Pubmed for Handhelds
PUBMED FOR HANDHELDS
Search MEDLINE/PubMed
Title: A molecular modeling study of the effect of surface chemistry on the adsorption of a fibronectin fragment spanning the 7-10th type III repeats. Author: Wilson K, Stuart SJ, Garcia A, Latour RA. Journal: J Biomed Mater Res A; 2004 Jun 15; 69(4):686-98. PubMed ID: 15162411. Abstract: Although it is well documented that proteins adsorb onto biomaterial surfaces, relatively little is quantitatively understood about the effects of adsorption on protein orientation and conformation. Because this is the primary determining factor of protein bioactivity, the ability to accurately predict a protein's orientation and conformation following adsorption will be essential for the rational design of biomaterial surfaces to control biological responses. Force field-based computational chemistry methods provide an excellent means to theoretically address this issue, with the nontrivial requirement that the force field must be tailored to appropriately represent protein adsorption behavior.

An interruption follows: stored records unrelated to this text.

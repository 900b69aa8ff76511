//! The controller's authoritative mirror of pod status.
//!
//! `PodState` is the single unit of persisted state: identity, setup
//! progress, alert configuration, suspend state, the first captured fault,
//! timing, transport counters, and the dose ledger. It is pure — every
//! method that needs wall-clock time takes `now` as a parameter — and it is
//! mutated exclusively through the owning [`Session`](crate::Session).

use chrono::{DateTime, Duration, Utc};
use serde::{Deserialize, Serialize};

use podlink_types::{
    AlertSet, AlertSlot, DeliveryKind, DeliveryKindSet, Lot, PodAddress, PodAlert, SetupProgress,
    SuspendState, Tid, Units, consts,
};
use podlink_wire::{DetailedStatus, NonceGenerator, StatusResponse};

use crate::dose::{DoseLedger, ResumeDose, ScheduledCertainty, SuspendDose};
use crate::transport::MessageTransportState;

/// How much later a recomputed expiry must be before we accept it; filters
/// round-trip jitter that would otherwise make the expiry oscillate.
const EXPIRY_FORWARD_TOLERANCE_SECS: i64 = 60;

/// Cumulative insulin and reservoir level snapshot from a status response.
#[derive(Debug, Clone, Copy, PartialEq, Eq, Serialize, Deserialize)]
#[serde(rename_all = "camelCase")]
pub struct InsulinMeasurements {
    pub delivered: Units,
    pub reservoir: Option<Units>,
    pub validity_time: DateTime<Utc>,
}

/// Persistent state of one pod, from pairing to deactivation.
#[derive(Debug, Clone, PartialEq, Serialize, Deserialize)]
#[serde(rename_all = "camelCase")]
pub struct PodState {
    pub address: PodAddress,
    pub pi_version: String,
    pub pm_version: String,
    pub lot: Lot,
    pub tid: Tid,
    pub nonce_state: NonceGenerator,
    #[serde(default)]
    pub activated_at: Option<DateTime<Utc>>,
    #[serde(default)]
    pub expires_at: Option<DateTime<Utc>>,
    pub setup_progress: SetupProgress,
    pub suspend_state: SuspendState,
    #[serde(flatten)]
    pub doses: DoseLedger,
    #[serde(default)]
    pub fault: Option<DetailedStatus>,
    #[serde(default)]
    pub configured_alerts: Vec<PodAlert>,
    #[serde(default)]
    pub active_alert_slots: AlertSet,
    #[serde(default)]
    pub last_insulin_measurements: Option<InsulinMeasurements>,
    #[serde(default)]
    pub message_transport_state: MessageTransportState,
    #[serde(default)]
    pub prime_finish_time: Option<DateTime<Utc>>,
    #[serde(default)]
    pub setup_units_delivered: Option<Units>,
}

impl PodState {
    /// Creates the state for a freshly-paired pod. The nonce generator is
    /// seeded from the pod's factory identifiers.
    pub fn new(
        address: PodAddress,
        pi_version: String,
        pm_version: String,
        lot: Lot,
        tid: Tid,
        paired_at: DateTime<Utc>,
    ) -> Self {
        Self {
            address,
            pi_version,
            pm_version,
            lot,
            tid,
            nonce_state: NonceGenerator::new(lot, tid),
            activated_at: Some(paired_at),
            expires_at: None,
            setup_progress: SetupProgress::AddressAssigned,
            suspend_state: SuspendState::Resumed { at: paired_at },
            doses: DoseLedger::new(),
            fault: None,
            configured_alerts: Vec::new(),
            active_alert_slots: AlertSet::empty(),
            last_insulin_measurements: None,
            message_transport_state: MessageTransportState::default(),
            prime_finish_time: None,
            setup_units_delivered: None,
        }
    }

    pub fn is_faulted(&self) -> bool {
        self.fault.is_some()
    }

    pub fn is_suspended(&self) -> bool {
        self.suspend_state.is_suspended()
    }

    pub fn setup_completed(&self) -> bool {
        self.setup_progress.is_completed()
    }

    // ========================================================================
    // Setup progress (invariant: monotonic)
    // ========================================================================

    /// Advances setup progress. Moves to a lower ordinal are ignored; the
    /// terminal activation-timeout state is always accepted.
    pub fn advance_setup_progress(&mut self, progress: SetupProgress) {
        if progress.is_terminal() || progress.ordinal() >= self.setup_progress.ordinal() {
            if progress != self.setup_progress {
                tracing::info!(from = ?self.setup_progress, to = ?progress, "setup progress");
            }
            self.setup_progress = progress;
        } else {
            tracing::warn!(
                current = ?self.setup_progress,
                requested = ?progress,
                "ignoring backwards setup progress transition"
            );
        }
    }

    // ========================================================================
    // Fault capture (invariant: sticky)
    // ========================================================================

    /// Stores the first fault observed. Returns `false` — and changes
    /// nothing — if a fault is already recorded.
    pub fn register_fault(&mut self, fault: DetailedStatus) -> bool {
        if self.fault.is_some() {
            return false;
        }
        tracing::error!(
            code = %fault.fault_event_code,
            progress = ?fault.pod_progress,
            "pod fault captured"
        );
        self.fault = Some(fault);
        true
    }

    // ========================================================================
    // Status integration
    // ========================================================================

    /// Applies a regular status response: pod times, certainty
    /// reconciliation, insulin snapshot, active alerts — in that order.
    pub fn update_from_status_response(&mut self, status: &StatusResponse, now: DateTime<Utc>) {
        self.update_pod_times(status.time_active, now);
        self.reconcile_delivery_status(status.delivery_status, now);
        self.last_insulin_measurements = Some(InsulinMeasurements {
            delivered: status.insulin_delivered,
            reservoir: status.reservoir,
            validity_time: now,
        });
        self.active_alert_slots = status.active_alerts;
    }

    /// Applies a detailed status (same effects, richer source).
    pub fn update_from_detailed_status(&mut self, status: &DetailedStatus, now: DateTime<Utc>) {
        self.update_pod_times(status.time_active, now);
        self.reconcile_delivery_status(status.delivery_status, now);
        self.last_insulin_measurements = Some(InsulinMeasurements {
            delivered: status.insulin_delivered,
            reservoir: status.reservoir,
            validity_time: now,
        });
        self.active_alert_slots = status.unacknowledged_alerts;
    }

    /// Recomputes activation and expiry from the pod's reported time-active
    /// counter. The expiry may only move earlier, or later by more than the
    /// jitter tolerance.
    fn update_pod_times(&mut self, time_active: Duration, now: DateTime<Utc>) {
        let activated = now - time_active;
        let expiry = activated + consts::nominal_pod_life();
        let accept = match self.expires_at {
            None => true,
            Some(current) => {
                expiry < current
                    || expiry > current + Duration::seconds(EXPIRY_FORWARD_TOLERANCE_SECS)
            }
        };
        if accept {
            self.activated_at = Some(activated);
            self.expires_at = Some(expiry);
        }
    }

    fn reconcile_delivery_status(
        &mut self,
        delivery: podlink_types::DeliveryStatus,
        _now: DateTime<Utc>,
    ) {
        let outcome = self.doses.reconcile_delivery_status(delivery);
        if let Some(at) = outcome.suspend_confirmed {
            self.suspend_state = SuspendState::Suspended { at };
        }
        if let Some(at) = outcome.resume_confirmed {
            self.suspend_state = SuspendState::Resumed { at };
        }
        self.doses.pair_suspend_resume();
    }

    // ========================================================================
    // Dosing cleanup
    // ========================================================================

    /// Updates the ledger after deliveries were cancelled — by an explicit
    /// cancel command or by a pod fault.
    ///
    /// Each targeted kind with a live, unfinished record is truncated now.
    /// Cancelling basal suspends the pod; cancelling only the temp basal
    /// returns it to the schedule, which the ledger sees as a resume.
    pub fn handle_cancel_dosing(
        &mut self,
        kinds: DeliveryKindSet,
        bolus_not_delivered: Units,
        now: DateTime<Utc>,
    ) {
        if kinds.contains(DeliveryKind::Bolus) && self.doses.has_unfinished_bolus(now) {
            self.doses.cancel_bolus(now, bolus_not_delivered);
        }
        if kinds.contains(DeliveryKind::TempBasal) && self.doses.has_unfinished_temp_basal(now) {
            self.doses.cancel_temp_basal(now);
        }
        if kinds.contains(DeliveryKind::Basal) {
            if let Err(err) = self.doses.record_suspend(SuspendDose {
                start_time: now,
                certainty: ScheduledCertainty::Certain,
            }) {
                tracing::warn!(%err, "suspend already recorded while cancelling basal");
            }
            self.suspend_state = SuspendState::Suspended { at: now };
        } else if kinds.contains(DeliveryKind::TempBasal) {
            if let Err(err) = self.doses.record_resume(ResumeDose {
                start_time: now,
                certainty: ScheduledCertainty::Certain,
            }) {
                tracing::warn!(%err, "resume already recorded while cancelling temp basal");
            }
        }
        self.doses.finalize_finished_doses(now);
    }

    /// Records a resume of scheduled delivery. A certain resume flips the
    /// suspend state immediately; an uncertain one waits for a status
    /// response to confirm it.
    pub fn record_resume(&mut self, at: DateTime<Utc>, certainty: ScheduledCertainty) {
        if let Err(err) = self.doses.record_resume(ResumeDose {
            start_time: at,
            certainty,
        }) {
            tracing::warn!(%err, "could not record resume dose");
        }
        if certainty == ScheduledCertainty::Certain {
            self.suspend_state = SuspendState::Resumed { at };
        }
        self.doses.pair_suspend_resume();
    }

    // ========================================================================
    // Alert configuration
    // ========================================================================

    /// Remembers the configuration sent for the given slots, replacing any
    /// prior configuration of the same slots.
    pub fn record_configured_alerts(&mut self, alerts: &[PodAlert]) {
        for alert in alerts {
            self.configured_alerts.retain(|a| a.slot != alert.slot);
            self.configured_alerts.push(*alert);
        }
    }

    pub fn configured_alert(&self, slot: AlertSlot) -> Option<&PodAlert> {
        self.configured_alerts.iter().find(|a| a.slot == slot)
    }

    // ========================================================================
    // Persistence
    // ========================================================================

    /// Serializes the state as a self-describing blob.
    pub fn to_blob(&self) -> Result<String, serde_json::Error> {
        serde_json::to_string(self)
    }

    /// Restores a state blob, migrating the legacy boolean `suspended`
    /// field to `suspendState` if present.
    ///
    /// The migration stamps `now` as the transition time; the true
    /// transition happened some time before the last persistence, so dose
    /// reports derived from it are approximate by that gap.
    pub fn from_blob(blob: &str, now: DateTime<Utc>) -> Result<Self, serde_json::Error> {
        let mut value: serde_json::Value = serde_json::from_str(blob)?;
        if let Some(object) = value.as_object_mut() {
            let legacy = object
                .remove("suspended")
                .and_then(|v| v.as_bool())
                .unwrap_or(false);
            if !object.contains_key("suspendState") {
                let tag = if legacy { "suspended" } else { "resumed" };
                object.insert(
                    "suspendState".to_string(),
                    serde_json::json!({ "state": tag, "at": now }),
                );
            }
        }
        serde_json::from_value(value)
    }
}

Accordingly, we have modified an existing force field (CHARMm) based on semiempirical quantum-mechanical peptide adsorption data to enable it to simulate protein adsorption behavior in an implicit aqueous environment. This modified force field was then applied to predict the adsorption behavior of the 7-10 type III repeats of fibronectin on functionalized surfaces. Predicted changes in adsorption energy and adsorption-induced conformation as a function of surface chemistry were found to correlate well with experimentally observed trends for these same systems. This work represents a first attempt towards the development of a molecular mechanics force field that is specifically parameterized to accurately simulate protein adsorption to biomaterial surfaces.[Abstract] [Full Text] [Related] [New Search]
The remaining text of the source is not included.